Cancer stem cells (CSCs) play a critical role in tumor recurrence, metastasis, and resistance to both chemotherapy and immunotherapy, owing to their unique biological properties.

Research highlights the importance of understanding CSCs in tumor progression and therapy resistance, emphasizing their contribution to immune evasion and metastatic spread.

Targeting key signaling pathways and molecular interactions involved in CSC-immune cell crosstalk is crucial for developing effective therapies.

Mechanisms of crosstalk between CSCs and immune cells—such as cytokines, exosomes, and metabolic intermediates—are vital for understanding tumor immune evasion.

Signaling pathways like Wnt/β-catenin, Hedgehog, Notch, JAK/STAT, TGF/SMAD, and PI3K/AKT/mTOR regulate CSC stemness and contribute to therapeutic resistance.

Interactions between CSCs and immune cells, including tumor-associated macrophages and regulatory T cells, create a tumor microenvironment that promotes immune evasion and chemoresistance.

CSCs possess a distinct glycocalyx profile with hyaluronan, heparan sulfate, and sialylated glycans that facilitate immune evasion and tumor survival.

Advances in techniques like single-cell omics, CRISPR screening, and patient-derived organoids are enhancing our understanding and treatment of CSCs in precision medicine.

Integrating CSC-targeted approaches with standard treatments is essential for enhancing clinical outcomes and preventing relapse in resistant cancers.

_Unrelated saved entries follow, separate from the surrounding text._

//! Credential configuration generation
//!
//! Maps a (Provider, WorkloadIdentity) pair to the credential document that
//! gets mounted into the workload. Pure and deterministic: the engine creates
//! the ConfigMap once and never rewrites it, so the same inputs must always
//! give the same bytes.

mod gcp;

use std::collections::BTreeMap;

use k8s_openapi::api::core::v1::ConfigMap;
use k8s_openapi::apimachinery::pkg::apis::meta::v1::{ObjectMeta, OwnerReference};
use kube::{Resource, ResourceExt};

use crate::config::FederationConfig;
use crate::crd::{Provider, WorkloadIdentity};
use crate::{Error, LABEL_MANAGED_BY, LABEL_MANAGED_BY_VALUE};

/// Identity federation targets this operator can generate for
#[derive(Clone, Copy, Debug, PartialEq, Eq)]
#[non_exhaustive]
pub enum ProviderTarget {
    /// GCP workload identity federation
    Gcp,
}

impl std::str::FromStr for ProviderTarget {
    type Err = Error;

    fn from_str(s: &str) -> Result<Self, Self::Err> {
        match s {
            "gcp" => Ok(Self::Gcp),
            other => Err(Error::unsupported_target(other)),
        }
    }
}

impl std::fmt::Display for ProviderTarget {
    fn fmt(&self, f: &mut std::fmt::Formatter<'_>) -> std::fmt::Result {
        match self {
            Self::Gcp => write!(f, "gcp"),
        }
    }
}

impl ProviderTarget {
    /// Parse the target tag of a Provider
    pub fn of(provider: &Provider) -> crate::Result<Self> {
        provider.spec.target.parse()
    }

    /// Audience the projected service account token is issued for
    pub fn token_audience(&self, provider: &Provider, config: &FederationConfig) -> String {
        match self {
            Self::Gcp => gcp::token_audience(provider, config),
        }
    }

    /// Audience the credential document presents to the token exchange
    pub fn audience(&self, provider: &Provider, config: &FederationConfig) -> String {
        match self {
            Self::Gcp => gcp::audience(provider, config),
        }
    }

    fn document(
        &self,
        provider: &Provider,
        identity: &WorkloadIdentity,
        config: &FederationConfig,
    ) -> crate::Result<String> {
        match self {
            Self::Gcp => gcp::document(provider, identity, config),
        }
    }
}

/// The credential document plus where it lives in the cluster
#[derive(Clone, Debug, PartialEq)]
pub struct GeneratedConfig {
    /// ConfigMap name
    pub name: String,
    /// ConfigMap namespace (the WorkloadIdentity's)
    pub namespace: String,
    /// Data key, also the file name inside the mount
    pub key: String,
    /// The credential document
    pub content: String,
    /// Controller reference back to the WorkloadIdentity
    pub owner: Option<OwnerReference>,
}

impl GeneratedConfig {
    /// The `data` map of the ConfigMap
    pub fn data(&self) -> BTreeMap<String, String> {
        BTreeMap::from([(self.key.clone(), self.content.clone())])
    }

    /// Full ConfigMap for creation
    pub fn to_config_map(&self) -> ConfigMap {
        ConfigMap {
            metadata: ObjectMeta {
                name: Some(self.name.clone()),
                namespace: Some(self.namespace.clone()),
                labels: Some(BTreeMap::from([(
                    LABEL_MANAGED_BY.to_string(),
                    LABEL_MANAGED_BY_VALUE.to_string(),
                )])),
                owner_references: self.owner.clone().map(|o| vec![o]),
                ..Default::default()
            },
            data: Some(self.data()),
            ..Default::default()
        }
    }
}

/// Generate the credential configuration for a WorkloadIdentity.
///
/// Fails with [`Error::UnsupportedProviderTarget`] when the Provider's target
/// tag is not one this operator knows.
pub fn generate(
    provider: &Provider,
    identity: &WorkloadIdentity,
    config: &FederationConfig,
) -> crate::Result<GeneratedConfig> {
    let target = ProviderTarget::of(provider)?;
    Ok(GeneratedConfig {
        name: identity.config_map_name(),
        namespace: identity.namespace().unwrap_or_default(),
        key: config.config_file_name.clone(),
        content: target.document(provider, identity, config)?,
        owner: identity.controller_owner_ref(&()),
    })
}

This research underscores the importance of understanding immune dynamics within tumor microenvironments and metastatic niches, focusing on CSC interactions.

Challenges such as standardizing organoid cultures, replicating tumor microenvironments, and addressing CSC plasticity complicate therapeutic strategies.

Emerging biomarkers like CD44, CD133, ALDH1, and EpCAM, along with targeted therapies such as CAR-T cells and miRNA modulation, hold promise for disrupting CSC resilience.

Clinical strategies that combine conventional therapies with interventions targeting CSC-immune interactions aim to improve immunotherapy outcomes and overcome resistance.